Task instructions - Of all the lines in the records below, copy only those that contain the string "count".

Working data -
◇ ◇ ◇ ◇ ◇

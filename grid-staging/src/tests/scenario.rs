use crate::config::EngineConfig;
use crate::controller::EditSession;
use crate::identity::{Identity, ServerId};
use crate::planner::CommitPlanner;
use crate::row::RowStatus;
use crate::testing::InMemoryRemote;
use crate::tests::fixtures::Item;
use crate::util::errors::StagingError;
use crate::validation::{ViolationKind, ONLY_ONE_REPRESENTATIVE};

// Group G001 holds R106 (representative) and R107. A third row R108 is added
// as representative without clearing R106 first.
#[tokio::test]
async fn second_representative_blocks_commit_until_resolved() {
    let remote = InMemoryRemote::<Item>::new("S");
    remote.seed(vec![
        (ServerId::new("S1"), Item::new("G001", "R106", true, 1)),
        (ServerId::new("S2"), Item::new("G001", "R107", false, 2)),
    ]);
    let mut session = EditSession::new("positions", remote, EngineConfig::default());
    session.load().await.unwrap();
    let r106 = Identity::Server(ServerId::new("S1"));
    let r107 = Identity::Server(ServerId::new("S2"));

    let r108 = session.add_row(Some("G001".into()), Item::new("", "R108", true, 0));
    assert_eq!(session.collection().get(&r108).unwrap().payload().sequence, 3);

    let result = session.validate();
    let report = result.report().expect("two representatives");
    let flagged: Vec<&Identity> = report
        .of_kind(ViolationKind::MultipleRepresentatives)
        .map(|violation| &violation.identity)
        .collect();
    assert_eq!(flagged, vec![&r106, &r108]);
    assert!(report.violations().iter().all(|v| v.message == ONLY_ONE_REPRESENTATIVE));

    session.remote().clear_calls();
    assert!(matches!(session.commit().await, Err(StagingError::Validation(_))));
    assert!(session.remote().calls().is_empty());

    session.update(&r106, |item| item.representative = false).unwrap();
    assert!(session.validate().is_valid());

    let batch = CommitPlanner::default().plan(session.collection()).unwrap();
    assert_eq!(batch.count("create"), 1);
    assert_eq!(batch.count("update"), 1);
    assert!(batch.iter().all(|planned| planned.op.row() != r107));

    let outcome = session.commit().await.unwrap();
    assert!(outcome.is_success());

    let rows = session.collection().rows();
    assert_eq!(rows.len(), 3);
    assert!(rows.iter().all(|row| row.status() == RowStatus::Clean && !row.identity().is_temp()));
    let representatives: Vec<&str> = rows
        .iter()
        .filter(|row| row.payload().representative)
        .map(|row| row.payload().code.as_str())
        .collect();
    assert_eq!(representatives, vec!["R108"]);
}
pub(crate) mod fixtures;

mod scenario;

/// Routes engine logs to the test harness. `RUST_LOG=grid_staging=debug`
/// shows per-operation dispatch.
pub(crate) fn init_tracing() {
    let _ = tracing_subscriber::fmt()
        .with_env_filter(tracing_subscriber::EnvFilter::from_default_env())
        .with_test_writer()
        .try_init();
}
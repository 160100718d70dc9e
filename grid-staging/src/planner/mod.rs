pub mod compile;
pub mod ops;

pub use compile::{CommitPlanner, LinkedPlan};
pub use ops::{Operation, OperationBatch, PlannedOp};
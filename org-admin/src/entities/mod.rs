pub mod positions;
pub mod roles;

pub use positions::Position;
pub use roles::{Permission, Role};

◇ ◇ ◇ ◇ ◇

Response to the exercise -
    assert_eq!(batch.count("create"), 1);
    assert_eq!(batch.count("update"), 1);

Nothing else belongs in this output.